The aims of this study were to investigate the relationship between preoperative anxiety, optimism, pain catastrophizing, confounding factors (age, sex, type of surgery, and preoperative pain), and APOP and to examine the mediating effect of pain catastrophizing.
The authors of this cross-sectional study used a convenience sampling method and included 100 adults undergoing cardiac surgery in a southern Taiwanese medical center. The patients were asked to complete the State-Trait Anxiety Inventory-State subscale, Pain Catastrophizing Scale, and Life Orientation Test-Revised questionnaires before surgery.
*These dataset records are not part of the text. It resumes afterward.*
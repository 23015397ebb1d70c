#![allow(unused)]
use std::net::SocketAddr;
use std::sync::{Arc, Mutex, MutexGuard, Once};
use std::time::Instant;

use rtc_session::media::{CaptureResult, ChannelManager, MediaChannel, MediaKind};
use rtc_session::media::{VideoCapturer, VideoChannel, VideoFrame, VideoRenderer, VoiceChannel};
use rtc_session::sdp::MediaDescriptionFactory;
use rtc_session::transport::{TransportEvent, TransportImpl, TransportProxy, TransportStatus};
use rtc_session::transport::Transports;
use rtc_session::{Candidate, Event, Input, Output, Session, SessionConfig, SessionError};
use rtc_session::{SessionId, SessionObserver, SessionState};

/// Everything the mock collaborators saw.
#[derive(Debug, Default)]
pub struct Record {
    pub created: Vec<&'static str>,
    pub destroyed: Vec<&'static str>,
    pub enabled: Vec<(&'static str, bool)>,
    pub muted: Vec<(&'static str, bool)>,
    pub renderers: Vec<(&'static str, u32)>,
    pub capturer: Option<(String, u32)>,
    pub capture_started: usize,
    pub connect_channels: usize,
    pub signaling_ready: Vec<String>,
    pub completed: Vec<String>,
    pub delivered: Vec<(String, Vec<String>)>,
}

#[derive(Debug, Clone, Default)]
pub struct Shared(Arc<Mutex<Record>>);

impl Shared {
    pub fn get(&self) -> MutexGuard<'_, Record> {
        self.0.lock().unwrap()
    }
}

pub struct MockChannel {
    kind: &'static str,
    rec: Shared,
}

impl MediaChannel for MockChannel {
    fn enable(&mut self, enabled: bool) {
        self.rec.get().enabled.push((self.kind, enabled));
    }

    fn mute(&mut self, muted: bool) {
        self.rec.get().muted.push((self.kind, muted));
    }
}

impl VoiceChannel for MockChannel {}

impl VideoChannel for MockChannel {
    fn set_renderer(&mut self, ssrc: u32, _renderer: Box<dyn VideoRenderer>) {
        self.rec.get().renderers.push(("remote", ssrc));
    }

    fn set_local_renderer(&mut self, ssrc: u32, _renderer: Box<dyn VideoRenderer>) {
        self.rec.get().renderers.push(("local", ssrc));
    }
}

pub struct MockChannelManager {
    pub rec: Shared,
    pub fail_voice: bool,
    pub fail_video: bool,
    pub reject_capturer: bool,
    pub capture_result: CaptureResult,
}

impl MockChannelManager {
    pub fn new(rec: Shared) -> Self {
        MockChannelManager {
            rec,
            fail_voice: false,
            fail_video: false,
            reject_capturer: false,
            capture_result: CaptureResult::Success,
        }
    }
}

impl ChannelManager for MockChannelManager {
    fn create_voice_channel(
        &mut self,
        _session_id: SessionId,
        content_name: &str,
        rtcp: bool,
    ) -> Option<Box<dyn VoiceChannel>> {
        assert_eq!(content_name, "audio");
        assert!(rtcp);
        if self.fail_voice {
            return None;
        }
        self.rec.get().created.push("voice");
        Some(Box::new(MockChannel {
            kind: "voice",
            rec: self.rec.clone(),
        }))
    }

    fn create_video_channel(
        &mut self,
        _session_id: SessionId,
        content_name: &str,
        rtcp: bool,
        _voice: &dyn VoiceChannel,
    ) -> Option<Box<dyn VideoChannel>> {
        assert_eq!(content_name, "video");
        assert!(rtcp);
        if self.fail_video {
            return None;
        }
        self.rec.get().created.push("video");
        Some(Box::new(MockChannel {
            kind: "video",
            rec: self.rec.clone(),
        }))
    }

    fn destroy_voice_channel(&mut self, _channel: Box<dyn VoiceChannel>) {
        self.rec.get().destroyed.push("voice");
    }

    fn destroy_video_channel(&mut self, _channel: Box<dyn VideoChannel>) {
        self.rec.get().destroyed.push("video");
    }

    fn set_video_capturer(&mut self, capturer: Box<dyn VideoCapturer>, ssrc: u32) -> bool {
        if self.reject_capturer {
            return false;
        }
        self.rec.get().capturer = Some((capturer.device_name().to_string(), ssrc));
        true
    }

    fn set_video_capture(&mut self, capture: bool) -> CaptureResult {
        assert!(capture);
        self.rec.get().capture_started += 1;
        self.capture_result
    }
}

pub struct MockImpl {
    content: String,
    rec: Shared,
}

impl TransportImpl for MockImpl {
    fn accept_remote_candidates(&mut self, candidates: &[Candidate]) {
        let names = candidates.iter().map(|c| c.name().to_string()).collect();
        self.rec.get().delivered.push((self.content.clone(), names));
    }
}

pub struct MockProxy {
    content: String,
    negotiated: bool,
    imp: MockImpl,
    rec: Shared,
}

impl TransportProxy for MockProxy {
    fn negotiated(&self) -> bool {
        self.negotiated
    }

    fn complete_negotiation(&mut self) {
        assert!(!self.negotiated);
        self.negotiated = true;
        self.rec.get().completed.push(self.content.clone());
    }

    fn implementation(&mut self) -> &mut dyn TransportImpl {
        &mut self.imp
    }
}

pub struct MockTransports {
    rec: Shared,
    proxies: Vec<MockProxy>,
}

impl MockTransports {
    /// Transports with a proxy for each of `contents`.
    pub fn new(rec: Shared, contents: &[&str]) -> Self {
        let proxies = contents
            .iter()
            .map(|c| MockProxy {
                content: c.to_string(),
                negotiated: false,
                imp: MockImpl {
                    content: c.to_string(),
                    rec: rec.clone(),
                },
                rec: rec.clone(),
            })
            .collect();

        MockTransports { rec, proxies }
    }
}

impl Transports for MockTransports {
    fn proxy(&mut self, content: &str) -> Option<&mut dyn TransportProxy> {
        self.proxies
            .iter_mut()
            .find(|p| p.content == content)
            .map(|p| p as &mut dyn TransportProxy)
    }

    fn connect_channels(&mut self) {
        self.rec.get().connect_channels += 1;
    }

    fn signaling_ready(&mut self, content: &str) {
        self.rec.get().signaling_ready.push(content.to_string());
    }
}

pub struct Camera(pub &'static str);

impl VideoCapturer for Camera {
    fn device_name(&self) -> &str {
        self.0
    }
}

pub struct Screen;

impl VideoRenderer for Screen {
    fn set_size(&mut self, _width: u32, _height: u32) -> bool {
        true
    }

    fn render_frame(&mut self, _frame: &VideoFrame) -> bool {
        true
    }
}

/// Observer collecting every callback.
#[derive(Debug, Default)]
pub struct Collect {
    pub candidates: Vec<Vec<Candidate>>,
    pub errors: Vec<SessionError>,
    pub states: Vec<SessionState>,
}

impl SessionObserver for Collect {
    fn on_candidates_ready(&mut self, candidates: &[Candidate]) {
        self.candidates.push(candidates.to_vec());
    }

    fn on_error(&mut self, error: SessionError) {
        self.errors.push(error);
    }

    fn on_state_change(&mut self, state: SessionState) {
        self.states.push(state);
    }
}

/// A session with mock collaborators and transports for audio and video.
pub fn session(config: SessionConfig) -> (Session, Shared) {
    let rec = Shared::default();
    let manager = MockChannelManager::new(rec.clone());
    let session = session_with(config, manager, &["audio", "video"]);
    (session, rec)
}

pub fn session_with(
    config: SessionConfig,
    manager: MockChannelManager,
    contents: &[&str],
) -> Session {
    let transports = MockTransports::new(manager.rec.clone(), contents);
    config.build(
        Box::new(manager),
        Box::new(transports),
        Box::new(MediaDescriptionFactory::new()),
    )
}

pub fn cand(name: &str, port: u16) -> Candidate {
    let addr: SocketAddr = ([10, 0, 0, 1], port).into();
    Candidate::host(name, addr, "udp").unwrap()
}

pub fn status(content: &str, has_channels: bool, writable: bool) -> TransportStatus {
    TransportStatus {
        content: content.to_string(),
        has_channels,
        writable,
    }
}

pub fn transport(session: &mut Session, now: Instant, event: TransportEvent) {
    session.handle_input(Input::Transport(now, event));
}

/// Poll all queued events, stopping at the first timeout.
pub fn events(session: &mut Session) -> Vec<Event> {
    let mut v = vec![];
    while let Output::Event(e) = session.poll_output() {
        v.push(e);
    }
    v
}

pub fn init_log() {
    use tracing_subscriber::{fmt, prelude::*, EnvFilter};

    let env_filter = EnvFilter::try_from_default_env().unwrap_or_else(|_| EnvFilter::new("debug"));

    static START: Once = Once::new();

    START.call_once(|| {
        tracing_subscriber::registry()
            .with(fmt::layer())
            .with(env_filter)
            .init();
    });
}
Postoperatively, the patients were asked to report their pain intensity on a numerical rating scale. Results were analyzed using SPSS version 22.
Patients had a mild level of anxiety, a moderate level of optimism, and pain catastrophizing before surgery, as well as a moderate level of APOP. Men reported lower levels of APOP than women (z = −2.0, P < .05). APOP was significantly associated with preoperative anxiety (r = 0.48, P < .01), optimism (r = −0.45, P < .01), and pain catastrophizing (r = 0.65, P < .01). Only pain catastrophizing was a significant predictor of APOP (β = 0.60, P < .001) and fully mediated the relationship between anxiety and APOP (z = 4.92, P < .001). The final model explained 42% of the variance in APOP.
Pain catastrophizing should be assessed before surgery. Reducing pain catastrophizing would decrease APOP and improve the quality of pain management.